États-Unis et Iran concluent des négociations nucléaires intenses à Genève sans accord

Les pourparlers nucléaires américano-iraniens à Genève se soldent sans accord malgré des progrès, avec des discussions techniques prévues à Vienne la semaine prochaine au milieu d’un renforcement militaire américain.

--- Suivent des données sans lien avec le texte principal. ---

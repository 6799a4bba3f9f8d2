//! CPU busy-percent tracking across consecutive `/proc/stat` samples.

use std::collections::HashMap;

use crate::collector::procfs::parser::CpuTicks;
use crate::model::CpuBusy;

/// Converts cumulative scheduler ticks into busy-percent per CPU.
///
/// Busy time is everything that is not idle, so iowait counts as busy.
/// The tracker owns the previous tick sample; the first call only primes it
/// and yields no percents. Tick counters are monotonic — a regression (e.g.
/// a CPU brought offline and back) saturates to a zero delta for that tick.
#[derive(Debug, Default)]
pub struct CpuPercentTracker {
    prev: HashMap<i16, CpuTicks>,
}

impl CpuPercentTracker {
    pub fn new() -> Self {
        Self::default()
    }

    /// Feed the current tick sample and get busy-percent for every CPU seen
    /// in both this sample and the previous one.
    pub fn update(&mut self, ticks: &[CpuTicks]) -> Vec<CpuBusy> {
        let mut busy = Vec::with_capacity(ticks.len());

        for t in ticks {
            let Some(prev) = self.prev.get(&t.cpu_id) else {
                continue;
            };
            let total_d = t.total().saturating_sub(prev.total()) as f64;
            if total_d <= 0.0 {
                continue;
            }
            let idle_d = t.idle.saturating_sub(prev.idle) as f64;
            busy.push(CpuBusy {
                core_id: t.cpu_id,
                busy_pct: (1.0 - idle_d / total_d) * 100.0,
            });
        }

        self.prev = ticks.iter().map(|t| (t.cpu_id, *t)).collect();
        busy
    }
}

#[cfg(test)]
mod tests {
    use super::*;

    fn ticks(cpu_id: i16, user: u64, system: u64, idle: u64, iowait: u64) -> CpuTicks {
        CpuTicks {
            cpu_id,
            user,
            system,
            idle,
            iowait,
            ..Default::default()
        }
    }

    #[test]
    fn first_sample_yields_no_percents() {
        let mut tracker = CpuPercentTracker::new();
        let busy = tracker.update(&[ticks(-1, 100, 50, 800, 20)]);
        assert!(busy.is_empty());
    }

    #[test]
    fn busy_percent_from_tick_deltas() {
        let mut tracker = CpuPercentTracker::new();
        tracker.update(&[ticks(-1, 100, 50, 800, 0)]);

        // +30 user, +10 system, +60 idle over 100 total ticks → 40% busy
        let busy = tracker.update(&[ticks(-1, 130, 60, 860, 0)]);
        assert_eq!(busy.len(), 1);
        assert_eq!(busy[0].core_id, -1);
        assert!((busy[0].busy_pct - 40.0).abs() < 1e-9);
    }

    #[test]
    fn iowait_counts_as_busy() {
        let mut tracker = CpuPercentTracker::new();
        tracker.update(&[ticks(0, 0, 0, 0, 0)]);

        // 50 idle, 50 iowait → 50% busy
        let busy = tracker.update(&[ticks(0, 0, 0, 50, 50)]);
        assert!((busy[0].busy_pct - 50.0).abs() < 1e-9);
    }

    #[test]
    fn cores_appearing_mid_run_are_skipped_for_one_tick() {
        let mut tracker = CpuPercentTracker::new();
        tracker.update(&[ticks(-1, 100, 0, 100, 0), ticks(0, 100, 0, 100, 0)]);

        // cpu1 hot-plugged: no baseline yet
        let busy = tracker.update(&[
            ticks(-1, 200, 0, 200, 0),
            ticks(0, 200, 0, 200, 0),
            ticks(1, 10, 0, 10, 0),
        ]);
        assert_eq!(busy.len(), 2);
        assert!(busy.iter().all(|b| b.core_id != 1));

        // Next tick it participates
        let busy = tracker.update(&[
            ticks(-1, 300, 0, 300, 0),
            ticks(0, 300, 0, 300, 0),
            ticks(1, 20, 0, 20, 0),
        ]);
        assert_eq!(busy.len(), 3);
    }

    #[test]
    fn tick_regression_yields_no_sample() {
        let mut tracker = CpuPercentTracker::new();
        tracker.update(&[ticks(-1, 1000, 0, 1000, 0)]);

        // Counters went backwards: total delta saturates to 0, skip
        let busy = tracker.update(&[ticks(-1, 10, 0, 10, 0)]);
        assert!(busy.is_empty());
    }
}
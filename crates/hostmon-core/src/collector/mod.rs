//! Host counter collection from the Linux `/proc` filesystem.
//!
//! This module provides the infrastructure for sampling disk, CPU and
//! filesystem counters, with support for mocking so the whole pipeline can
//! be tested off-Linux and in CI.
//!
//! # Architecture
//!
//! ```text
//! ┌───────────────────────────────────────────────────────┐
//! │                      Collector                        │
//! │  ┌─────────────────────┐   ┌───────────────────────┐  │
//! │  │  SystemCollector    │   │   CpuPercentTracker   │  │
//! │  │  - /proc/diskstats  │   │  - tick deltas →      │  │
//! │  │  - /proc/stat       │   │    busy-percent       │  │
//! │  │  - /proc/mounts     │   └───────────────────────┘  │
//! │  └──────────┬──────────┘                              │
//! │             │                                         │
//! │      ┌──────▼──────┐                                  │
//! │      │  FileSystem │ (trait)                          │
//! │      └──────┬──────┘                                  │
//! └─────────────┼─────────────────────────────────────────┘
//!               │
//!       ┌───────┼───────────────┐
//!       │       │               │
//! ┌─────▼─────┐ ┌─────▼─────┐ ┌─────▼─────┐
//! │  RealFs   │ │  MockFs   │ │ Scenarios │
//! │  (Linux)  │ │ (Testing) │ │ (Fixtures)│
//! └───────────┘ └───────────┘ └───────────┘
//! ```
//!
//! # Usage
//!
//! ## Production (Linux)
//!
//! ```ignore
//! use hostmon_core::collector::{Collector, RealFs};
//!
//! let mut collector = Collector::new(RealFs::new(), "/proc");
//! let snapshot = collector.collect_snapshot().unwrap();
//! ```
//!
//! ## Testing (with MockFs)
//!
//! ```
//! use hostmon_core::collector::{Collector, MockFs};
//!
//! let mut collector = Collector::new(MockFs::typical_system(), "/proc");
//! let snapshot = collector.collect_snapshot().unwrap();
//! assert!(!snapshot.disks.is_empty());
//! ```

#[allow(clippy::module_inception)]
mod collector;
mod cpu;
pub mod mock;
pub mod procfs;
pub mod traits;

pub use collector::{Collector, CollectorTiming};
pub use cpu::CpuPercentTracker;
pub use mock::MockFs;
pub use procfs::CollectError;
pub use traits::{FileSystem, RealFs};
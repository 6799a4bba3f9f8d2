//! Prometheus metric families exposed on `/metrics`.

use std::collections::BTreeMap;

use prometheus::{Encoder, GaugeVec, IntCounter, IntCounterVec, Opts, Registry, TextEncoder};

use hostmon_core::alert::AlertLevel;
use hostmon_core::model::{CpuBusy, DiskRates, FsUsage};

/// All metric families the agent publishes, registered on one registry.
pub(crate) struct AgentMetrics {
    registry: Registry,
    /// Cumulative I/O counters, incremented by per-tick deltas.
    disk_io: IntCounterVec,
    /// Per-device rates, set fresh each tick.
    disk_rates: GaugeVec,
    cpu_busy: GaugeVec,
    fs_used: GaugeVec,
    alerts: IntCounterVec,
    ticks: IntCounter,
    tick_skips: IntCounterVec,
}

impl AgentMetrics {
    pub(crate) fn new() -> Result<Self, prometheus::Error> {
        let registry = Registry::new();

        let disk_io = IntCounterVec::new(
            Opts::new("disk_io_total", "Disk I/O observed by the agent").namespace("hostmon"),
            &["device", "measure", "operation"],
        )?;
        registry.register(Box::new(disk_io.clone()))?;

        let disk_rates = GaugeVec::new(
            Opts::new("disk_rates", "Disk I/O throughput per second").namespace("hostmon"),
            &["device", "unit", "operation"],
        )?;
        registry.register(Box::new(disk_rates.clone()))?;

        let cpu_busy = GaugeVec::new(
            Opts::new("cpu_busy_percent", "CPU busy percentage").namespace("hostmon"),
            &["core"],
        )?;
        registry.register(Box::new(cpu_busy.clone()))?;

        let fs_used = GaugeVec::new(
            Opts::new("fs_used_percent", "Filesystem used capacity percentage")
                .namespace("hostmon"),
            &["mount"],
        )?;
        registry.register(Box::new(fs_used.clone()))?;

        let alerts = IntCounterVec::new(
            Opts::new("alerts_total", "Threshold alerts raised").namespace("hostmon"),
            &["level"],
        )?;
        registry.register(Box::new(alerts.clone()))?;

        let ticks = IntCounter::with_opts(
            Opts::new("ticks_total", "Collection ticks attempted").namespace("hostmon"),
        )?;
        registry.register(Box::new(ticks.clone()))?;

        let tick_skips = IntCounterVec::new(
            Opts::new("ticks_skipped_total", "Collection ticks that emitted no rates")
                .namespace("hostmon"),
            &["reason"],
        )?;
        registry.register(Box::new(tick_skips.clone()))?;

        Ok(Self {
            registry,
            disk_io,
            disk_rates,
            cpu_busy,
            fs_used,
            alerts,
            ticks,
            tick_skips,
        })
    }

    /// Record one device's tick: deltas feed the counters, rates the gauges.
    pub(crate) fn record_disk(&self, device: &str, r: &DiskRates) {
        self.disk_io
            .with_label_values(&[device, "io_operations", "read"])
            .inc_by(r.reads_delta);
        self.disk_io
            .with_label_values(&[device, "io_operations", "write"])
            .inc_by(r.writes_delta);
        self.disk_io
            .with_label_values(&[device, "io_bytes", "read"])
            .inc_by(r.read_bytes_delta);
        self.disk_io
            .with_label_values(&[device, "io_bytes", "write"])
            .inc_by(r.write_bytes_delta);

        self.disk_rates
            .with_label_values(&[device, "iops", "read"])
            .set(r.riops);
        self.disk_rates
            .with_label_values(&[device, "iops", "write"])
            .set(r.wiops);
        self.disk_rates
            .with_label_values(&[device, "bytes_per_second", "read"])
            .set(r.read_bytes_s);
        self.disk_rates
            .with_label_values(&[device, "bytes_per_second", "write"])
            .set(r.write_bytes_s);
    }

    pub(crate) fn record_cpu(&self, cpus: &[CpuBusy]) {
        for cpu in cpus {
            let core = if cpu.core_id < 0 {
                "all".to_string()
            } else {
                cpu.core_id.to_string()
            };
            self.cpu_busy
                .with_label_values(&[core.as_str()])
                .set(cpu.busy_pct);
        }
    }

    pub(crate) fn record_filesystems(&self, filesystems: &BTreeMap<String, FsUsage>) {
        for (mount, usage) in filesystems {
            self.fs_used
                .with_label_values(&[mount.as_str()])
                .set(usage.used_percent());
        }
    }

    pub(crate) fn record_alert(&self, level: AlertLevel) {
        if level != AlertLevel::None {
            self.alerts.with_label_values(&[level.as_str()]).inc();
        }
    }

    pub(crate) fn inc_tick(&self) {
        self.ticks.inc();
    }

    pub(crate) fn inc_skip(&self, reason: &str) {
        self.tick_skips.with_label_values(&[reason]).inc();
    }

    /// Render the registry in the Prometheus text exposition format.
    pub(crate) fn render(&self) -> Result<String, prometheus::Error> {
        let mut buffer = Vec::new();
        TextEncoder::new().encode(&self.registry.gather(), &mut buffer)?;
        String::from_utf8(buffer).map_err(|e| prometheus::Error::Msg(e.to_string()))
    }
}

#[cfg(test)]
mod tests {
    use super::*;

    #[test]
    fn recorded_families_show_up_in_exposition() {
        let metrics = AgentMetrics::new().unwrap();

        metrics.record_disk(
            "sda",
            &DiskRates {
                dt_secs: 1.0,
                reads_delta: 10,
                writes_delta: 5,
                read_bytes_delta: 4096,
                write_bytes_delta: 2048,
                riops: 10.0,
                wiops: 5.0,
                read_bytes_s: 4096.0,
                write_bytes_s: 2048.0,
            },
        );
        metrics.record_cpu(&[
            CpuBusy {
                core_id: -1,
                busy_pct: 42.0,
            },
            CpuBusy {
                core_id: 0,
                busy_pct: 60.0,
            },
        ]);
        let mut filesystems = BTreeMap::new();
        filesystems.insert(
            "/".to_string(),
            FsUsage {
                total_bytes: 100,
                avail_bytes: 25,
            },
        );
        metrics.record_filesystems(&filesystems);
        metrics.record_alert(AlertLevel::Warn);
        metrics.inc_tick();
        metrics.inc_skip("invalid_interval");

        let body = metrics.render().unwrap();
        assert!(body.contains("hostmon_disk_io_total"));
        assert!(body.contains("hostmon_disk_rates"));
        assert!(body.contains("hostmon_cpu_busy_percent"));
        assert!(body.contains("hostmon_fs_used_percent"));
        assert!(body.contains("hostmon_alerts_total"));
        assert!(body.contains("hostmon_ticks_total 1"));
        assert!(body.contains("device=\"sda\""));
        assert!(body.contains("core=\"all\""));
    }

    #[test]
    fn clean_alerts_are_not_counted() {
        let metrics = AgentMetrics::new().unwrap();
        metrics.record_alert(AlertLevel::None);

        let body = metrics.render().unwrap();
        assert!(!body.contains("level=\"none\""));
    }
}
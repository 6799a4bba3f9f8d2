//! In-memory mock filesystem for testing collectors without real `/proc`.
//!
//! This module provides `MockFs` which simulates a filesystem in memory,
//! allowing tests to run on macOS and in CI environments without Linux.

use std::collections::{HashMap, HashSet};
use std::io;
use std::path::{Path, PathBuf};

use crate::collector::traits::FileSystem;
use crate::model::FsUsage;

/// In-memory filesystem for testing.
///
/// Stores files, directories and per-mount usage figures in memory, allowing
/// tests to simulate various `/proc` filesystem states without needing
/// actual Linux access.
#[derive(Debug, Clone, Default)]
pub struct MockFs {
    /// Map from path to file contents.
    files: HashMap<PathBuf, String>,
    /// Set of directories (for read_dir support).
    directories: HashSet<PathBuf>,
    /// Map from mount point to simulated statvfs result.
    usage: HashMap<PathBuf, FsUsage>,
}

impl MockFs {
    /// Creates a new empty mock filesystem.
    pub fn new() -> Self {
        Self::default()
    }

    /// Adds a file with the given content.
    ///
    /// Parent directories are automatically created.
    pub fn add_file(&mut self, path: impl AsRef<Path>, content: impl Into<String>) {
        let path = path.as_ref().to_path_buf();

        // Add parent directories
        let mut parent = path.parent();
        while let Some(p) = parent {
            if !p.as_os_str().is_empty() {
                self.directories.insert(p.to_path_buf());
            }
            parent = p.parent();
        }

        self.files.insert(path, content.into());
    }

    /// Adds an empty directory.
    pub fn add_dir(&mut self, path: impl AsRef<Path>) {
        let path = path.as_ref().to_path_buf();
        self.directories.insert(path.clone());

        let mut parent = path.parent();
        while let Some(p) = parent {
            if !p.as_os_str().is_empty() {
                self.directories.insert(p.to_path_buf());
            }
            parent = p.parent();
        }
    }

    /// Registers a simulated capacity figure for the mount at `path`.
    pub fn add_fs_usage(&mut self, path: impl AsRef<Path>, total_bytes: u64, avail_bytes: u64) {
        self.usage.insert(
            path.as_ref().to_path_buf(),
            FsUsage {
                total_bytes,
                avail_bytes,
            },
        );
    }
}

impl FileSystem for MockFs {
    fn read_to_string(&self, path: &Path) -> io::Result<String> {
        self.files.get(path).cloned().ok_or_else(|| {
            io::Error::new(
                io::ErrorKind::NotFound,
                format!("file not found: {:?}", path),
            )
        })
    }

    fn exists(&self, path: &Path) -> bool {
        self.files.contains_key(path) || self.directories.contains(path)
    }

    fn read_dir(&self, path: &Path) -> io::Result<Vec<PathBuf>> {
        if !self.directories.contains(path) {
            return Err(io::Error::new(
                io::ErrorKind::NotFound,
                format!("directory not found: {:?}", path),
            ));
        }

        let mut entries = HashSet::new();

        for file_path in self.files.keys() {
            if file_path.parent().is_some_and(|parent| parent == path) {
                entries.insert(file_path.clone());
            }
        }

        for dir_path in &self.directories {
            if dir_path.parent().is_some_and(|parent| parent == path) && dir_path != path {
                entries.insert(dir_path.clone());
            }
        }

        Ok(entries.into_iter().collect())
    }

    fn fs_usage(&self, path: &Path) -> io::Result<FsUsage> {
        self.usage.get(path).copied().ok_or_else(|| {
            io::Error::new(
                io::ErrorKind::NotFound,
                format!("no usage registered for: {:?}", path),
            )
        })
    }
}
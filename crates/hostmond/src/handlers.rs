//! HTTP request handlers for the metrics endpoint and the status API.

use axum::extract::State;
use axum::http::{StatusCode, header};
use axum::response::{IntoResponse, Json, Response};
use serde::Serialize;
use tracing::error;

use hostmon_core::alert::AlertResult;

use crate::state::SharedState;

const PROMETHEUS_CONTENT_TYPE: &str = "text/plain; version=0.0.4";

// ============================================================
// Metrics
// ============================================================

pub(crate) async fn handle_metrics(State(state): State<SharedState>) -> Response {
    let rendered = {
        let inner = state.lock().unwrap();
        inner.metrics.render()
    };

    match rendered {
        Ok(body) => (
            StatusCode::OK,
            [(header::CONTENT_TYPE, PROMETHEUS_CONTENT_TYPE)],
            body,
        )
            .into_response(),
        Err(e) => {
            error!(error = %e, "failed to render metrics");
            StatusCode::INTERNAL_SERVER_ERROR.into_response()
        }
    }
}

// ============================================================
// Health
// ============================================================

pub(crate) async fn handle_health() -> &'static str {
    "ok"
}

// ============================================================
// Status
// ============================================================

#[derive(Serialize)]
pub(crate) struct StatusResponse {
    version: &'static str,
    tick_count: u64,
    baseline_primed: bool,
    monitored_entities: usize,
    last_collect_ms: Option<u64>,
    last_alert: Option<AlertResult>,
}

pub(crate) async fn handle_status(State(state): State<SharedState>) -> Json<StatusResponse> {
    let inner = state.lock().unwrap();
    Json(StatusResponse {
        version: hostmon_core::VERSION,
        tick_count: inner.tick_count,
        baseline_primed: inner.baseline.is_some(),
        monitored_entities: inner.thresholds.len(),
        last_collect_ms: inner
            .collector
            .last_timing()
            .map(|t| t.total.as_millis() as u64),
        last_alert: inner.last_alert.clone(),
    })
}
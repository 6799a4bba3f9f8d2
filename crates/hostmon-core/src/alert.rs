//! Three-tier threshold evaluation.
//!
//! A measurement is classified against `low`/`design`/`engineered` bounds
//! into a severity level. Batch evaluation accumulates warnings across
//! entities but stops at the first engineered-limit breach: such a breach is
//! urgent enough that the remaining non-urgent checks are not worth running.

use std::collections::BTreeMap;

use serde::Serialize;

use crate::config::Thresholds;

// ============================================================
// Core types
// ============================================================

/// Alert severity. `Fatal > Warn > None`.
#[derive(Clone, Copy, Debug, Default, PartialEq, Eq, PartialOrd, Ord, Hash, Serialize)]
#[serde(rename_all = "snake_case")]
pub enum AlertLevel {
    #[default]
    None,
    Warn,
    Fatal,
}

impl AlertLevel {
    /// Label used for logging and metric labels.
    pub fn as_str(&self) -> &'static str {
        match self {
            AlertLevel::None => "none",
            AlertLevel::Warn => "warn",
            AlertLevel::Fatal => "fatal",
        }
    }
}

/// Which threshold bound a measurement crossed.
///
/// A breach is the intended signal of the engine, carried as data in the
/// result; it is never surfaced as an error.
#[derive(Clone, Copy, Debug, PartialEq, Eq, Serialize)]
#[serde(rename_all = "snake_case")]
pub enum Breach {
    BelowLow,
    AboveDesign,
    AboveEngineered,
}

/// Outcome of evaluating one measurement or a batch of them.
#[derive(Clone, Debug, Default, PartialEq, Serialize)]
pub struct AlertResult {
    pub level: AlertLevel,
    /// Human-readable description; entity-tagged and `; `-joined for batches.
    /// Empty when nothing crossed a bound.
    pub message: String,
    /// True whenever any bound was crossed.
    pub flagged: bool,
    /// The most severe bound crossed, if any. For a batch this is the bound
    /// behind the reported `level`.
    pub cause: Option<Breach>,
}

// ============================================================
// Evaluation
// ============================================================

/// Classify a single measurement against its thresholds.
///
/// Precedence: below `low` → warn; above `engineered` → fatal; above
/// `design` → warn; otherwise none. Degenerate configurations (e.g.
/// `low > design`) are not rejected — the precedence order alone decides.
pub fn evaluate(value: f64, t: &Thresholds) -> AlertResult {
    if value < t.low {
        return AlertResult {
            level: AlertLevel::Warn,
            message: format!("{:.1} below low design point {:.1}", value, t.low),
            flagged: true,
            cause: Some(Breach::BelowLow),
        };
    }
    if value > t.engineered {
        return AlertResult {
            level: AlertLevel::Fatal,
            message: format!("{:.1} above engineered point {:.1}", value, t.engineered),
            flagged: true,
            cause: Some(Breach::AboveEngineered),
        };
    }
    if value > t.design {
        return AlertResult {
            level: AlertLevel::Warn,
            message: format!("{:.1} above design point {:.1}", value, t.design),
            flagged: true,
            cause: Some(Breach::AboveDesign),
        };
    }
    AlertResult::default()
}

/// Evaluate a batch of `(entity, value, thresholds)` entries.
///
/// Entries are checked in the order given — callers iterate sorted maps so
/// the scan order is deterministic. Non-fatal findings accumulate into one
/// entity-tagged message with the highest severity seen; the first fatal
/// finding short-circuits the batch and is returned alone, referencing only
/// the entity that breached.
pub fn evaluate_all<'a, I>(entries: I) -> AlertResult
where
    I: IntoIterator<Item = (&'a str, f64, &'a Thresholds)>,
{
    let mut level = AlertLevel::None;
    let mut cause = None;
    let mut clauses: Vec<String> = Vec::new();

    for (entity, value, thresholds) in entries {
        let result = evaluate(value, thresholds);
        if result.level == AlertLevel::Fatal {
            return AlertResult {
                level: AlertLevel::Fatal,
                message: format!("{}: {}", entity, result.message),
                flagged: true,
                cause: result.cause,
            };
        }
        if result.flagged {
            if result.level > level {
                level = result.level;
                cause = result.cause;
            }
            clauses.push(format!("{}: {}", entity, result.message));
        }
    }

    AlertResult {
        level,
        message: clauses.join("; "),
        flagged: !clauses.is_empty(),
        cause,
    }
}

/// Evaluate every entity that has both a value and configured thresholds.
///
/// Joins on entity id in sorted key order. Entities missing from either map
/// are silently skipped — an unconfigured entity is not an error.
pub fn evaluate_map(
    values: &BTreeMap<String, f64>,
    thresholds: &BTreeMap<String, Thresholds>,
) -> AlertResult {
    evaluate_all(values.iter().filter_map(|(entity, value)| {
        thresholds
            .get(entity)
            .map(|t| (entity.as_str(), *value, t))
    }))
}

// ============================================================
// Tests
// ============================================================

États-Unis et Iran ont achevé jeudi 26 février 2026 à Genève, en Suisse, une ronde de pourparlers indirects sur le programme nucléaire iranien sans aboutir à un accord. Les délégations, mediées par le ministre omanais des Affaires étrangères Badr al-Busaidi, ont discuté pendant des heures des limites nucléaires exigées par le président américain Donald Trump et de la levée des sanctions américaines réclamée par Téhéran. Ces discussions surviennent alors que Washington a déployé la plus importante force militaire au Moyen-Orient depuis plus de vingt ans, incluant deux porte-avions comme l’USS Abraham Lincoln. L’Iran maintient son droit à enrichir de l’uranium et rejette les propositions de transfert à l’étranger. Seyed Abbas Araghchi, ministre iranien des Affaires étrangères, a qualifié ces échanges de « plus intenses à ce jour » et souligné des progrès sur les éléments principaux d’un possible accord, notamment la fin des sanctions et des mesures nucléaires connexes. Le médiateur omanais a confirmé des « progrès significatifs » sans entrer dans les détails. Téhéran refuse par ailleurs d’aborder son programme de missiles ou son soutien à des groupes armés comme le Hamas et le Hezbollah. Des voix israéliennes expriment des doutes. L’ancien Premier ministre Naftali Bennett estime que l’Iran cherche à « gagner du temps » pour reconstruire ses infrastructures nucléaires. Le Premier ministre Benjamin Netanyahu a averti que toute attaque contre Israël entraînerait une riposte massive. Du côté américain, Donald Trump a indiqué que l’Iran désirait plus un accord que Washington. Les discussions techniques impliquant des représentants de niveau inférieur se poursuivront la semaine prochaine à Vienne, siège de l’Agence internationale de l’énergie atomique (AIEA). Badr al-Busaidi se rendra vendredi à Washington pour rencontrer le vice-président JD Vance et d’autres responsables. L’AIEA pourrait jouer un rôle clé dans la vérification d’un futur accord, alors que les prix du pétrole grimpent vers 70 dollars le baril en raison des tensions.